1.  Do not allow any homophobic, xenophobic, Islamophobic, anti-Semitic, racist, misogynistic and/or sexist language in the classroom. 

a.  Just because candidates have used such language does not give license to our students to.

b.  This should be a norm set up prior to discussion and students should be given the reason why—to ensure the safety and inclusion of everyone in our community.

2.  Discuss conservative perspectives on issues at stake in the election from the 2nd Amendment to immigration, etc., but do so using the statements put out by the Republican or Libertarian parties and not necessarily by the candidates themselves. These are akin to the statements that show up in your voting booklet and are bereft of the offending language described above.

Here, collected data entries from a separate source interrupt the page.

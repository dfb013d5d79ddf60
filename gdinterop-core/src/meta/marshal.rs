/*
 * Copyright (c) godot-rust; Bromeon and contributors.
 * This Source Code Form is subject to the terms of the Mozilla Public
 * License, v. 2.0. If a copy of the MPL was not distributed with this
 * file, You can obtain one at https://mozilla.org/MPL/2.0/.
 */

use crate::builtin::{Half, Variant};
use crate::meta::conversion_registry;
use crate::meta::error::{ConvertError, FromFfiError, FromVariantError};
use crate::sys;
use crate::sys::VariantType;

/// A type that can be converted to and from [`Variant`] and raw pointer slots.
///
/// Types with a native engine representation implement all methods directly. Other types (typed arrays and dictionaries, user
/// types) implement the trait without a body, which makes every conversion go through the [conversion
/// registry](crate::meta::conversion_registry). Such types must be registered during startup, see
/// [`ExtensionLibrary::register_conversions()`](crate::init::ExtensionLibrary::register_conversions).
///
/// Conversions are expected to round-trip: `T::from_variant(&value.to_variant()) == value`.
#[diagnostic::on_unimplemented(
    message = "`Marshal` is needed to pass `{Self}` to the engine",
    note = "implement `Marshal` without a body and register conversion slots at startup"
)]
pub trait Marshal: Sized + 'static {
    /// `false` for types that implement all conversions themselves.
    #[doc(hidden)]
    const VIA_REGISTRY: bool = true;

    /// Variant type holding values of `Self`. `Nil` if it is not fixed (e.g. for [`Variant`] itself).
    fn variant_type() -> VariantType {
        VariantType::Nil
    }

    /// Converts to a new variant that independently owns its resources.
    ///
    /// # Panics
    /// If `Self` has no conversion path.
    fn to_variant(&self) -> Variant {
        self.try_to_variant()
            .unwrap_or_else(|err| panic!("Marshal::to_variant() failed -- {err}"))
    }

    /// Like [`to_variant()`](Self::to_variant), but reports a missing conversion path as error.
    fn try_to_variant(&self) -> Result<Variant, ConvertError> {
        if Self::VIA_REGISTRY {
            conversion_registry::get::<Self>().map(|slots| (slots.to_variant)(self))
        } else {
            Ok(self.to_variant())
        }
    }

    /// Converts from a variant, returning `Err` if the variant holds another type or the value is out of domain.
    ///
    /// The variant is not modified. Heap-backed results own their data.
    fn try_from_variant(variant: &Variant) -> Result<Self, ConvertError> {
        let slots = conversion_registry::get::<Self>()?;
        (slots.from_variant)(variant)
    }

    /// ⚠️ Converts from a variant.
    ///
    /// # Panics
    /// If the conversion fails.
    fn from_variant(variant: &Variant) -> Self {
        Self::try_from_variant(variant)
            .unwrap_or_else(|err| panic!("Marshal::from_variant() failed -- {err}"))
    }

    /// Writes the native representation of `self` into `dst`, which owns an independent copy afterwards.
    ///
    /// # Safety
    /// `dst` must point to writable, uninitialized storage for the native type of `Self`.
    ///
    /// # Panics
    /// If `Self` has no conversion path.
    unsafe fn write_to_ptr(&self, dst: sys::GDExtensionUninitializedTypePtr) {
        let slots = conversion_registry::get::<Self>()
            .unwrap_or_else(|err| panic!("Marshal::write_to_ptr() failed -- {err}"));

        // SAFETY: forwarded to caller.
        unsafe { (slots.write_ptr)(self, dst) }
    }

    /// Reads a value from a raw slot, which stays owned by its owner.
    ///
    /// # Safety
    /// `src` must point to a live value of the native type of `Self`.
    unsafe fn try_read_from_ptr(src: sys::GDExtensionConstTypePtr) -> Result<Self, ConvertError> {
        let slots = conversion_registry::get::<Self>()?;

        // SAFETY: forwarded to caller.
        unsafe { (slots.read_ptr)(src) }
    }

    /// ⚠️ Reads a value from a raw slot.
    ///
    /// # Safety
    /// See [`try_read_from_ptr()`](Self::try_read_from_ptr).
    ///
    /// # Panics
    /// If the conversion fails.
    unsafe fn read_from_ptr(src: sys::GDExtensionConstTypePtr) -> Self {
        // SAFETY: forwarded to caller.
        unsafe { Self::try_read_from_ptr(src) }
            .unwrap_or_else(|err| panic!("Marshal::read_from_ptr() failed -- {err}"))
    }
}

// ----------------------------------------------------------------------------------------------------------------------------------------------
// Free functions

/// Converts `value` to a new, independently owned [`Variant`].
///
/// # Panics
/// If `T` has no conversion path.
pub fn to_variant<T: Marshal>(value: &T) -> Variant {
    value.to_variant()
}

/// Converts `value` to a [`Variant`]; an unsupported type is an `Err`.
pub fn try_to_variant<T: Marshal>(value: &T) -> Result<Variant, ConvertError> {
    value.try_to_variant()
}

/// ⚠️ Converts `variant` to `T`.
///
/// # Panics
/// If the variant does not hold a `T`, or `T` has no conversion path.
pub fn from_variant<T: Marshal>(variant: &Variant) -> T {
    T::from_variant(variant)
}

/// Converts `variant` to `T`, returning `Err` on failure.
pub fn try_from_variant<T: Marshal>(variant: &Variant) -> Result<T, ConvertError> {
    T::try_from_variant(variant)
}

/// Writes the native representation of `value` into the typed slot `dst`.
///
/// Strings are deep-copied, containers copy-constructed, objects passed as raw pointer.
///
/// # Safety
/// `dst` must point to writable, uninitialized storage for the native type of `T`. The caller is responsible for the slot's
/// contents afterwards.
pub unsafe fn to_unmanaged_ptr<T: Marshal>(dst: sys::GDExtensionUninitializedTypePtr, value: &T) {
    // SAFETY: forwarded to caller.
    unsafe { value.write_to_ptr(dst) }
}

/// ⚠️ Reads the typed slot `src` into an owned `T`. The slot is left untouched.
///
/// # Safety
/// `src` must point to a live value of the native type of `T`.
///
/// # Panics
/// If the conversion fails.
pub unsafe fn from_unmanaged_ptr<T: Marshal>(src: sys::GDExtensionConstTypePtr) -> T {
    // SAFETY: forwarded to caller.
    unsafe { T::read_from_ptr(src) }
}

/// Reads the typed slot `src` into an owned `T`, returning `Err` on failure.
///
/// # Safety
/// `src` must point to a live value of the native type of `T`.
pub unsafe fn try_from_unmanaged_ptr<T: Marshal>(
    src: sys::GDExtensionConstTypePtr,
) -> Result<T, ConvertError> {
    // SAFETY: forwarded to caller.
    unsafe { T::try_read_from_ptr(src) }
}

// ----------------------------------------------------------------------------------------------------------------------------------------------
// Slot helpers

/// Writes a plain value into a raw slot.
///
/// # Safety
/// `dst` must be valid for writes of `T`, and aligned for it.
#[inline]
pub(crate) unsafe fn write_slot<T: Copy>(dst: sys::GDExtensionUninitializedTypePtr, value: T) {
    // SAFETY: see function contract.
    unsafe { std::ptr::write(dst as *mut T, value) }
}

/// Reads a plain value from a raw slot.
///
/// # Safety
/// `src` must be valid for reads of `T`, and aligned for it.
#[inline]
pub(crate) unsafe fn read_slot<T: Copy>(src: sys::GDExtensionConstTypePtr) -> T {
    // SAFETY: see function contract.
    unsafe { std::ptr::read(src as *const T) }
}

/// Implements [`Marshal`] for a `Copy` type stored inline in variants, whose pointer-slot layout is the type itself.
macro_rules! impl_marshal_inline {
    ($T:ty, $Variant:ident) => {
        impl $crate::meta::Marshal for $T {
            const VIA_REGISTRY: bool = false;

            fn variant_type() -> $crate::sys::VariantType {
                $crate::sys::VariantType::$Variant
            }

            fn to_variant(&self) -> $crate::builtin::Variant {
                // SAFETY: `$T` has the engine's payload layout of `$Variant`.
                unsafe { $crate::builtin::Variant::from_inline($crate::sys::VariantType::$Variant, *self) }
            }

            fn try_from_variant(
                variant: &$crate::builtin::Variant,
            ) -> Result<Self, $crate::meta::error::ConvertError> {
                // SAFETY: `$T` has the engine's payload layout of `$Variant`.
                unsafe { variant.try_read_inline::<Self>($crate::sys::VariantType::$Variant) }
            }

            unsafe fn write_to_ptr(&self, dst: $crate::sys::GDExtensionUninitializedTypePtr) {
                // SAFETY: forwarded to caller.
                unsafe { $crate::meta::write_slot(dst, *self) }
            }

            unsafe fn try_read_from_ptr(
                src: $crate::sys::GDExtensionConstTypePtr,
            ) -> Result<Self, $crate::meta::error::ConvertError> {
                // SAFETY: forwarded to caller.
                Ok(unsafe { $crate::meta::read_slot::<Self>(src) })
            }
        }
    };
}

/// Implements [`Marshal`] for a `Copy` value type that variants store out of line (e.g. `Transform3D`).
///
/// Variant conversion goes through the engine's per-type converters.
macro_rules! impl_marshal_boxed {
    ($T:ty, $Variant:ident) => {
        impl $crate::meta::Marshal for $T {
            const VIA_REGISTRY: bool = false;

            fn variant_type() -> $crate::sys::VariantType {
                $crate::sys::VariantType::$Variant
            }

            fn to_variant(&self) -> $crate::builtin::Variant {
                // SAFETY: `$T` has the engine's layout of `$Variant`.
                unsafe {
                    $crate::builtin::Variant::from_value_ptr(
                        $crate::sys::VariantType::$Variant,
                        self as *const Self as $crate::sys::GDExtensionConstTypePtr,
                    )
                }
            }

            fn try_from_variant(
                variant: &$crate::builtin::Variant,
            ) -> Result<Self, $crate::meta::error::ConvertError> {
                let mut value = std::mem::MaybeUninit::<Self>::uninit();

                // SAFETY: `$T` has the engine's layout of `$Variant`; the converter fully initializes `value` on success.
                unsafe {
                    variant.try_write_value_ptr(
                        $crate::sys::VariantType::$Variant,
                        value.as_mut_ptr() as $crate::sys::GDExtensionUninitializedTypePtr,
                    )?;
                    Ok(value.assume_init())
                }
            }

            unsafe fn write_to_ptr(&self, dst: $crate::sys::GDExtensionUninitializedTypePtr) {
                // SAFETY: forwarded to caller.
                unsafe { $crate::meta::write_slot(dst, *self) }
            }

            unsafe fn try_read_from_ptr(
                src: $crate::sys::GDExtensionConstTypePtr,
            ) -> Result<Self, $crate::meta::error::ConvertError> {
                // SAFETY: forwarded to caller.
                Ok(unsafe { $crate::meta::read_slot::<Self>(src) })
            }
        }
    };
}

pub(crate) use {impl_marshal_boxed, impl_marshal_inline};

3.  Check in with minority students in class after discussions, making sure their emotional safety is being safeguarded. 

a.  Often times conversations that begin in the classroom do not end there and it’s important we check in to keep an eye on how students might feel, especially when the conversation continues outside the classroom and is no longer facilitated by a culturally-competent instructor.

b.  This check-in can be done via writing, so as to not single out or draw attention to students who may be feeling particularly affected.

4.  If a student wants to advocate for the positionality of Trump specifically in the classroom, allow the student to make political arguments for their positions, but remind them privately of point #1. 

a.  Trump does have talking points for his positions that do not include the language he has become infamous for.

b.   If you plan on having specific conversations with students about these elections, make sure you include those points.

5.   Finally, if in doubt, feel free to reach out to this office and let’s problem solve together so we can remain an inclusive space that also safeguards all our students at the same time.